INPUT MATERIAL:
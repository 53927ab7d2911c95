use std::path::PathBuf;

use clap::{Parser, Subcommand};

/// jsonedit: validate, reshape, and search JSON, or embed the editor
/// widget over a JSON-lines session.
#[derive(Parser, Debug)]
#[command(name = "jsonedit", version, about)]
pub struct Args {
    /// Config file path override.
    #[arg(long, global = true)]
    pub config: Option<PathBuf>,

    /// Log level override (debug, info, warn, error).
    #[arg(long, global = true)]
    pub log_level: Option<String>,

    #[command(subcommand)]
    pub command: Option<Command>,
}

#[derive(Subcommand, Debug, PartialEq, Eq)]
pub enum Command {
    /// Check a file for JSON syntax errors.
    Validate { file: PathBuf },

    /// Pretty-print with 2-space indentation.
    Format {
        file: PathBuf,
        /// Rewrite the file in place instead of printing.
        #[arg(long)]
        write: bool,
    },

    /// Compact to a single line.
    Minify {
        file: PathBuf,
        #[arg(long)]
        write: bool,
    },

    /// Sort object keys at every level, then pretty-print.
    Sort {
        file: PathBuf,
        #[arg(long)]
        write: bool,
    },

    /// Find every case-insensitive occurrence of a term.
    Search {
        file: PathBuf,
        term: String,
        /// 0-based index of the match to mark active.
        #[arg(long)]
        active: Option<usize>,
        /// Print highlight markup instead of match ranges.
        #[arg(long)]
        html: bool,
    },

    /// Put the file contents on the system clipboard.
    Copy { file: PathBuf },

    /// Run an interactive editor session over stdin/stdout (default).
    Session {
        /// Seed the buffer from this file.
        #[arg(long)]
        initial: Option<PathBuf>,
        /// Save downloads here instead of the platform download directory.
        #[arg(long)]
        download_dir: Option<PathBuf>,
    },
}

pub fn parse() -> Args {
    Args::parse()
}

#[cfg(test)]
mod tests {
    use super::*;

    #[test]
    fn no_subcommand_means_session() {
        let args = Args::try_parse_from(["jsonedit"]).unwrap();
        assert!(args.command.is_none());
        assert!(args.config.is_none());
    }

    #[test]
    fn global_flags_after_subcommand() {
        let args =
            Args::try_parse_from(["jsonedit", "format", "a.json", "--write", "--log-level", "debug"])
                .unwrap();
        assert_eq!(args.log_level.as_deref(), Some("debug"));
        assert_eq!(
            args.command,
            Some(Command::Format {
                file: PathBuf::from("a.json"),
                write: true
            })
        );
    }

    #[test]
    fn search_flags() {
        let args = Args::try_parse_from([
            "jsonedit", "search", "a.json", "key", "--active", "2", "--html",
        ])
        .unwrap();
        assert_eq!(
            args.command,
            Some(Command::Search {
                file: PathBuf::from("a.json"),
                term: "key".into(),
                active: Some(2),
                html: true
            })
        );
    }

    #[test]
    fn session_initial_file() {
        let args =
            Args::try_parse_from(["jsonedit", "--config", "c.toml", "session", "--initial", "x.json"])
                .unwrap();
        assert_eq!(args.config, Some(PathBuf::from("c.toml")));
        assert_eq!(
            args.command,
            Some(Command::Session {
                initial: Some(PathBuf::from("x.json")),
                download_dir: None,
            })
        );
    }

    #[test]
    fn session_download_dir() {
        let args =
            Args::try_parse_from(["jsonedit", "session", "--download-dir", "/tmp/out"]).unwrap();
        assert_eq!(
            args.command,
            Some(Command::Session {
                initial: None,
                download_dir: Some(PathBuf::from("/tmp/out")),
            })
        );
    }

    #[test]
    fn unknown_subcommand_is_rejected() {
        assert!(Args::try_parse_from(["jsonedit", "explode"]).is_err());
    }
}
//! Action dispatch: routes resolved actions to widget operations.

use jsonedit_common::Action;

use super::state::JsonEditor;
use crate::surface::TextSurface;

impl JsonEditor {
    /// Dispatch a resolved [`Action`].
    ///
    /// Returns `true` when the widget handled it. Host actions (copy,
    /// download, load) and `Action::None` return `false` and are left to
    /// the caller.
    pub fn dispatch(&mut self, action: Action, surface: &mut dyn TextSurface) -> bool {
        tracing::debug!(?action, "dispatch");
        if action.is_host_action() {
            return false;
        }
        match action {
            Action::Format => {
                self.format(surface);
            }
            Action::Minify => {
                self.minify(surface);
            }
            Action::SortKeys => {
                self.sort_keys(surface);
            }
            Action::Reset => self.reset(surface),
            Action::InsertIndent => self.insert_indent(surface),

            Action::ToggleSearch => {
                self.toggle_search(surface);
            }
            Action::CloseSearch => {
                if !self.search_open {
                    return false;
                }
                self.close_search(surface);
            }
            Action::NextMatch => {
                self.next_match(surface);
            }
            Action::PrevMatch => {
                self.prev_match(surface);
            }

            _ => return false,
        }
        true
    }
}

==

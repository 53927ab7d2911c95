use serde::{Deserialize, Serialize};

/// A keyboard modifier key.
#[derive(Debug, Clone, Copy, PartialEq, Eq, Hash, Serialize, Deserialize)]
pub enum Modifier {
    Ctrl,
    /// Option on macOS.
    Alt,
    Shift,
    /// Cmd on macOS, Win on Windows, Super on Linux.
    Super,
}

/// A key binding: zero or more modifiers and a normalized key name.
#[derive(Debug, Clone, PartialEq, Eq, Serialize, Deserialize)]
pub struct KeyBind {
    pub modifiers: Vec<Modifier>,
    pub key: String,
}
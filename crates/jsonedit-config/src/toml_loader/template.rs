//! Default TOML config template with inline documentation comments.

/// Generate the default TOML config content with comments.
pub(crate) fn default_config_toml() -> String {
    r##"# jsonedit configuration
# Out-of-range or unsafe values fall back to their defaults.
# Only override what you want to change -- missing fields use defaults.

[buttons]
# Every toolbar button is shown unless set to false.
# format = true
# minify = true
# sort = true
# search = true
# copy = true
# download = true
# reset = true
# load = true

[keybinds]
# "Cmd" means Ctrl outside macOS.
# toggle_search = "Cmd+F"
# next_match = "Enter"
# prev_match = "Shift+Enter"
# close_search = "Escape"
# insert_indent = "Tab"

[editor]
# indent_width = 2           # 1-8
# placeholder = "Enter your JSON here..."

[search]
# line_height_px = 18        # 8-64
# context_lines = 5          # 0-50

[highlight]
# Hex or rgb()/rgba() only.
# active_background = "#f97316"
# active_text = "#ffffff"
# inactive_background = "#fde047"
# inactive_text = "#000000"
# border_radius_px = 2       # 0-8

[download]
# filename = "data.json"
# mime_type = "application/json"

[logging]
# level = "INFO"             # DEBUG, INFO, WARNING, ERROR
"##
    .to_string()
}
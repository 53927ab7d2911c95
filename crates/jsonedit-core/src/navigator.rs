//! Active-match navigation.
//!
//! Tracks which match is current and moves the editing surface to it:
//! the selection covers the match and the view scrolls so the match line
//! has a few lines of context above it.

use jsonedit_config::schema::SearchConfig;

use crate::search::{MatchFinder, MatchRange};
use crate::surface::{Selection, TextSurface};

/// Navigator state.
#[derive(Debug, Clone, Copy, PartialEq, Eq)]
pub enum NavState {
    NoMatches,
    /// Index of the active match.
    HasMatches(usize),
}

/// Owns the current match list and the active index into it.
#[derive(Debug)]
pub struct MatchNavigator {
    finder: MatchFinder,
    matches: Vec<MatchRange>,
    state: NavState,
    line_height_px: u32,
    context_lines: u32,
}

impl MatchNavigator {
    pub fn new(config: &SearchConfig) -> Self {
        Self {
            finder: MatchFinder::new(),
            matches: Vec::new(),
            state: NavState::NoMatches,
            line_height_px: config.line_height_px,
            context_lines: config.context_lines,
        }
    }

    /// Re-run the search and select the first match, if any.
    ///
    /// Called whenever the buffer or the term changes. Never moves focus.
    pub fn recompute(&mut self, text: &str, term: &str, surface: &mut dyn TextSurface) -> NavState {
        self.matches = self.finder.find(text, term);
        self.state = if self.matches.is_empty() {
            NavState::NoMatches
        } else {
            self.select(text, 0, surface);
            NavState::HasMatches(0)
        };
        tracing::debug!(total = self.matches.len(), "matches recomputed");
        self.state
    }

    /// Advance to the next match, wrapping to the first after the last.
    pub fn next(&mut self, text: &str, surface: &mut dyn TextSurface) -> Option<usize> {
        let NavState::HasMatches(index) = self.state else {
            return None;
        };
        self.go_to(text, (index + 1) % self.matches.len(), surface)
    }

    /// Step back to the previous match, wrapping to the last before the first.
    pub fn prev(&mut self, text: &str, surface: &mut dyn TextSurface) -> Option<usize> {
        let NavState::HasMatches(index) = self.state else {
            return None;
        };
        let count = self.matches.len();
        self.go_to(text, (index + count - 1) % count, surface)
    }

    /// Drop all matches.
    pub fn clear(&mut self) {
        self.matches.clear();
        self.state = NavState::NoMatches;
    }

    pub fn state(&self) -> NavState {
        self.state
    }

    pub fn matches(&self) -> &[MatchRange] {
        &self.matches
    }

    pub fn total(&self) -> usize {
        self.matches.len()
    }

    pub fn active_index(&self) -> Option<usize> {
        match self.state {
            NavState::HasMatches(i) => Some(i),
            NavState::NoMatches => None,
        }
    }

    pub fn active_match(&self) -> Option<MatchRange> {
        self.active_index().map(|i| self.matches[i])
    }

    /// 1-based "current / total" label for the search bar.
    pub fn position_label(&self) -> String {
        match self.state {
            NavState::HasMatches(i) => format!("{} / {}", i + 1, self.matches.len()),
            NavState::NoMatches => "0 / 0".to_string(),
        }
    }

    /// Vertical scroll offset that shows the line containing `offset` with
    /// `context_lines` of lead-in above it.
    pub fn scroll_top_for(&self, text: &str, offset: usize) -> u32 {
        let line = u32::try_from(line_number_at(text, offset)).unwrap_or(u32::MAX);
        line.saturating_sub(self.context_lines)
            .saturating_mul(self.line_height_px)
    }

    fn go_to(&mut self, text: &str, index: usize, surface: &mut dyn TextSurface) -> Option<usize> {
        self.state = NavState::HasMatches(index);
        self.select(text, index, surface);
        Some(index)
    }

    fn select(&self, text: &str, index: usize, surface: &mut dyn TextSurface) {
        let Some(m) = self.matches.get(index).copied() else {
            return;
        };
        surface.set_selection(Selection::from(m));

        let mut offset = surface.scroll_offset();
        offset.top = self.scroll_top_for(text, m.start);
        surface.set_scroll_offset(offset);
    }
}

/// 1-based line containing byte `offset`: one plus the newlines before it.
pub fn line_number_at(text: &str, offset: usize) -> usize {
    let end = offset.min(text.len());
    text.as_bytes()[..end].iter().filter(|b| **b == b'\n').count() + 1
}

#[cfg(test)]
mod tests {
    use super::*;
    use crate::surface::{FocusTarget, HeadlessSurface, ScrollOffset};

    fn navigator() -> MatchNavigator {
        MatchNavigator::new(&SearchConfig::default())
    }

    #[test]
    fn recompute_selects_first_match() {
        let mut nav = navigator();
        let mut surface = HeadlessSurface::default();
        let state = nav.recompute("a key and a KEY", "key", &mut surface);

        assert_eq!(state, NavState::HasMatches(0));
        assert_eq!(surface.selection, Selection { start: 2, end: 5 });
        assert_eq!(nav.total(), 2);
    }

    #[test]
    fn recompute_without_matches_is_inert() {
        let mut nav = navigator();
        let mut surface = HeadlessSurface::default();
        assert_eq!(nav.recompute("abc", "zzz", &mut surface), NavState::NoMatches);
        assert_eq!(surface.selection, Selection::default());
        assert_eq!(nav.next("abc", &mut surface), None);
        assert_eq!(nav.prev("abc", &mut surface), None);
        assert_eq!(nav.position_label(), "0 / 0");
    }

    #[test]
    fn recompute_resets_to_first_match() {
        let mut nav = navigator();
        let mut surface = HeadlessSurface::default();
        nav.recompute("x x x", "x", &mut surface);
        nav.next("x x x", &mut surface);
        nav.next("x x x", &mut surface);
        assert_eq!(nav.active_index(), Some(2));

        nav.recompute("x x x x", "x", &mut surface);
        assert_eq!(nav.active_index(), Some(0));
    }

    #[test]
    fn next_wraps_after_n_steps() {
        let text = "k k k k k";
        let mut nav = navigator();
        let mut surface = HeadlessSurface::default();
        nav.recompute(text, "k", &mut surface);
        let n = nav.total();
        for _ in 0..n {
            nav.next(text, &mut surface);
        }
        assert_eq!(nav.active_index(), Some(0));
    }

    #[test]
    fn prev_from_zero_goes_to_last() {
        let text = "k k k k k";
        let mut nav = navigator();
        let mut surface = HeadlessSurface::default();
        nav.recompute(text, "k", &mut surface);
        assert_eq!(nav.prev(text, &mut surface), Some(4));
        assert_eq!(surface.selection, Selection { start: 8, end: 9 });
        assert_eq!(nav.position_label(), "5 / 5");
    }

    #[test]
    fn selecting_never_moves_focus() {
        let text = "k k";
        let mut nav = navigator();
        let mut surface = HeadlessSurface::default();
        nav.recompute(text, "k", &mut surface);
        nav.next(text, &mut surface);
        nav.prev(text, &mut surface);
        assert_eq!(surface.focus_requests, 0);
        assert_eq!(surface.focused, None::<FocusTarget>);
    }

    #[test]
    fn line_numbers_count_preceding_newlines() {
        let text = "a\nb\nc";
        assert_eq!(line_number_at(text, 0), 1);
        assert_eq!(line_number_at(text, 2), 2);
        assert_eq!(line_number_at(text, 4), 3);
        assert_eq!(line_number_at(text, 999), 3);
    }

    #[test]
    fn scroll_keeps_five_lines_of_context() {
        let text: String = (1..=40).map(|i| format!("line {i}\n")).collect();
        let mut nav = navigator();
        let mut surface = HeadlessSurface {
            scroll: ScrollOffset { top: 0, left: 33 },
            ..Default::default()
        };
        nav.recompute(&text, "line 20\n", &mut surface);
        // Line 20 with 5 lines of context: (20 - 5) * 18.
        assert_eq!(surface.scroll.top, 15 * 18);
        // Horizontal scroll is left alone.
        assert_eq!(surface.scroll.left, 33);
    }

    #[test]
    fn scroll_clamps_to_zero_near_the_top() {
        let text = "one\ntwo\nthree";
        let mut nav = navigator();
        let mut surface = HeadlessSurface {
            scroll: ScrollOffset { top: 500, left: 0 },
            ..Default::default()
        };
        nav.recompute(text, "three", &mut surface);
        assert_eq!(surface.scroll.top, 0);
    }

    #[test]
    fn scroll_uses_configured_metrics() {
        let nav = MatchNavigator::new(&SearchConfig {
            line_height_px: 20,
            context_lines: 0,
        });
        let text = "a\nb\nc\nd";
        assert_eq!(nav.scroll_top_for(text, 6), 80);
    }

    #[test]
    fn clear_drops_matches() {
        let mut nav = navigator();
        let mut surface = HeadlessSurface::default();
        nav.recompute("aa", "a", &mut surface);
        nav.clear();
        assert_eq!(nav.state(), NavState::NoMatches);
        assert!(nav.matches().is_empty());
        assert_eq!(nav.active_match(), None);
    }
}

YOUR ASSIGNMENT: Please determine how many lines in the entries contain the word "false" and reply with that figure alone.

WRITTEN ANSWER: 5